■ TASK TO COMPLETE: What you need to produce from the material below is an exact transcription of the lines from the one with "filename src/nfa/parse.rs" through the one with "Each parsed subexpression", both included, and no other line.

■ EXTRACTED ENTRIES:
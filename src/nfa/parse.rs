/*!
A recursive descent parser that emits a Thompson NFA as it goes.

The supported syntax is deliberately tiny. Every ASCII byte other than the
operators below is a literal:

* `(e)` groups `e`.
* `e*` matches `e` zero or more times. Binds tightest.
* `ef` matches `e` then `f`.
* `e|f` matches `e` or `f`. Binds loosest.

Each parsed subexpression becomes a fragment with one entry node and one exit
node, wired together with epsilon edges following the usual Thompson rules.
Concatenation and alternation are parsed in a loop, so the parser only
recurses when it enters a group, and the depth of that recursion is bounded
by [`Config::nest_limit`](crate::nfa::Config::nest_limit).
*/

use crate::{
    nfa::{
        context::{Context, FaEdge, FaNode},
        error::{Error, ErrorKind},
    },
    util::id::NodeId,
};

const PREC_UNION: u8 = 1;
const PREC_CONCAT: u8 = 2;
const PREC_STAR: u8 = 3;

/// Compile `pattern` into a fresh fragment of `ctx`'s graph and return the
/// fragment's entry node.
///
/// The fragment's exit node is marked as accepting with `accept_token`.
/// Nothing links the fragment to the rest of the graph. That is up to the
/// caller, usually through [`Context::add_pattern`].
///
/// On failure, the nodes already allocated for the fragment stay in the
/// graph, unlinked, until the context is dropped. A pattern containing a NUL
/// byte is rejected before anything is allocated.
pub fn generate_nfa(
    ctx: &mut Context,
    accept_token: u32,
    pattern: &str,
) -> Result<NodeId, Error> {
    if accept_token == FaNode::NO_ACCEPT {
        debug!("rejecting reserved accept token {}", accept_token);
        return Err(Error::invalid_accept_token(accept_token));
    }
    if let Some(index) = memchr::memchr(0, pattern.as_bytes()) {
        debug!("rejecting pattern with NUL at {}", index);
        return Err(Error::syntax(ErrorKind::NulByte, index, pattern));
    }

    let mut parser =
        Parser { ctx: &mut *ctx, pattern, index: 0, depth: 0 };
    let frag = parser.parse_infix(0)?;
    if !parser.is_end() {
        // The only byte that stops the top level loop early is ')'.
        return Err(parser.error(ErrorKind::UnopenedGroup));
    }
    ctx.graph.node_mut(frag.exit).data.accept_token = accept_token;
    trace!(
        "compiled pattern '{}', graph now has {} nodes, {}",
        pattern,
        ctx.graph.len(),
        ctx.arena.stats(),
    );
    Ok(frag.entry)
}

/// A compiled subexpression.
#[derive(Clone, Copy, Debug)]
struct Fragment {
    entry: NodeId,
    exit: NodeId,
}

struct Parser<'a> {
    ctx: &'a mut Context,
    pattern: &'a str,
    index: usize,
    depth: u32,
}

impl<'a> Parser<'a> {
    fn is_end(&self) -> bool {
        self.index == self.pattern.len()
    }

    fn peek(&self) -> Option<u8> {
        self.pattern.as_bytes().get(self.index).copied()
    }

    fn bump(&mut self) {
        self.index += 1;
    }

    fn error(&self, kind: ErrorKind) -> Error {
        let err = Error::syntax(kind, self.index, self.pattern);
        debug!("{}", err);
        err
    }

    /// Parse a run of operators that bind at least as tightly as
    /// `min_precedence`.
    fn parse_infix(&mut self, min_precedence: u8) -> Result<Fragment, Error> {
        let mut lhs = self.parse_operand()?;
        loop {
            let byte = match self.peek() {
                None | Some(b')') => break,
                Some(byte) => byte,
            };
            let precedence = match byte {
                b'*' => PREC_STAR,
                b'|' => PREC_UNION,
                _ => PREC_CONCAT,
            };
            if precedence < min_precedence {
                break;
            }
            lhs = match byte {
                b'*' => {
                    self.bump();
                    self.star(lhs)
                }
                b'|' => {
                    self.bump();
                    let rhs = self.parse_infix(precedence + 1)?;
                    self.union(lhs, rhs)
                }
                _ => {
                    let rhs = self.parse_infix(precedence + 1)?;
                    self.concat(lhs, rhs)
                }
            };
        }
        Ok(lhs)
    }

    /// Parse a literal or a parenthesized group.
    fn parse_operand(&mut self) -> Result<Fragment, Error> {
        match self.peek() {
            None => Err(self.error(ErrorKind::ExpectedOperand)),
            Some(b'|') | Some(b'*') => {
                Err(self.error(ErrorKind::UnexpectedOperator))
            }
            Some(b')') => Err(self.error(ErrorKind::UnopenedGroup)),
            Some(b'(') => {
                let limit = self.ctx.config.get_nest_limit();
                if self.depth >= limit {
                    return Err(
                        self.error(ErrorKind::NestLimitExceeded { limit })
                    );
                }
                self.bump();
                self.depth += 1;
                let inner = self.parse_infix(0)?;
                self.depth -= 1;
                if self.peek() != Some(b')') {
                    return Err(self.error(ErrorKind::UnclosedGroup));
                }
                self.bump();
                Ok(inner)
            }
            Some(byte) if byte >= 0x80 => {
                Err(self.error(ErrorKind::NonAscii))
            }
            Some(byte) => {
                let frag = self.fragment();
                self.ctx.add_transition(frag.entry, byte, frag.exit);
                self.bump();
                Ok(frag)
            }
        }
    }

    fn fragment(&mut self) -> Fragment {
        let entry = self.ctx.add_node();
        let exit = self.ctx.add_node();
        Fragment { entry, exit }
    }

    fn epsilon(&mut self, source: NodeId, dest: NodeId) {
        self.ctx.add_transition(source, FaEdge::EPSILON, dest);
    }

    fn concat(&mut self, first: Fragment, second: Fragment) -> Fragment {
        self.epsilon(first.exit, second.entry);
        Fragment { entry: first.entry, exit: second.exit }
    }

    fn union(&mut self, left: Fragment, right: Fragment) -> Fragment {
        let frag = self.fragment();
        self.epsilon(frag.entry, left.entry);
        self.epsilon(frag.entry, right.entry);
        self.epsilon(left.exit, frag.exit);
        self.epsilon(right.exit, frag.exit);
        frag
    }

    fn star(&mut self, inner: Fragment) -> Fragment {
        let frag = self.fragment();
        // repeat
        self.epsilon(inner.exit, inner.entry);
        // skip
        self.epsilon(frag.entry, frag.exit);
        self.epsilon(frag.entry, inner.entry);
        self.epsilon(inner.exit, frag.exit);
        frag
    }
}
...
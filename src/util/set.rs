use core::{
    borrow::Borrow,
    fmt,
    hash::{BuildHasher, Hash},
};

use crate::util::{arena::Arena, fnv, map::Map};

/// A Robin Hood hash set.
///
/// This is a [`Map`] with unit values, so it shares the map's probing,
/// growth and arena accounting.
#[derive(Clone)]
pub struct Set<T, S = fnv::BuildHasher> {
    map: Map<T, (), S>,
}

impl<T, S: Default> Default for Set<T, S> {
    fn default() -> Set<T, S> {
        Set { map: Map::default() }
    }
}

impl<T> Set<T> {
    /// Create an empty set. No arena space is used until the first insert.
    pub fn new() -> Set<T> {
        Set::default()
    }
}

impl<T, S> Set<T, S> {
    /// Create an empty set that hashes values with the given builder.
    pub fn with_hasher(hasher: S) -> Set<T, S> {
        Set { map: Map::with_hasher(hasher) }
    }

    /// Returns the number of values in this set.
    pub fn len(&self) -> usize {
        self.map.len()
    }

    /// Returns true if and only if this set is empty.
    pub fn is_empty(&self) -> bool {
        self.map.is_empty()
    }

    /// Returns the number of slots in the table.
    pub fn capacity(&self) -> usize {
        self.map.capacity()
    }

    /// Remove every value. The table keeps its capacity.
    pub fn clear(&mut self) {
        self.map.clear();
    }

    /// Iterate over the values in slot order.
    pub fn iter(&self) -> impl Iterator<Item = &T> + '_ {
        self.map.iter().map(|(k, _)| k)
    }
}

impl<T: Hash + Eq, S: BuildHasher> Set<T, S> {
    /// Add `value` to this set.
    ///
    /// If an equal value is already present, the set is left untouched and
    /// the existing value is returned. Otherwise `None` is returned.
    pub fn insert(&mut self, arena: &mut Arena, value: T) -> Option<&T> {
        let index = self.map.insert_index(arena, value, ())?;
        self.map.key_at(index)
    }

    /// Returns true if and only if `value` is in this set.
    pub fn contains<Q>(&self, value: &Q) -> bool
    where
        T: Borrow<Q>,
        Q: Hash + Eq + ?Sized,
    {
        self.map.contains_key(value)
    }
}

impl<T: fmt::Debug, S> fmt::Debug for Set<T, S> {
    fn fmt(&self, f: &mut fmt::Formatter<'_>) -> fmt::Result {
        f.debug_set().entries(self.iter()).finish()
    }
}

■ REPLY:
filename src/nfa/parse.rs
/*!
A recursive descent parser that emits a Thompson NFA as it goes.

The supported syntax is deliberately tiny. Every ASCII byte other than the
operators below is a literal:

* `(e)` groups `e`.
* `e*` matches `e` zero or more times. Binds tightest.
* `ef` matches `e` then `f`.
* `e|f` matches `e` or `f`. Binds loosest.

Each parsed subexpression becomes a fragment with one entry node and one exit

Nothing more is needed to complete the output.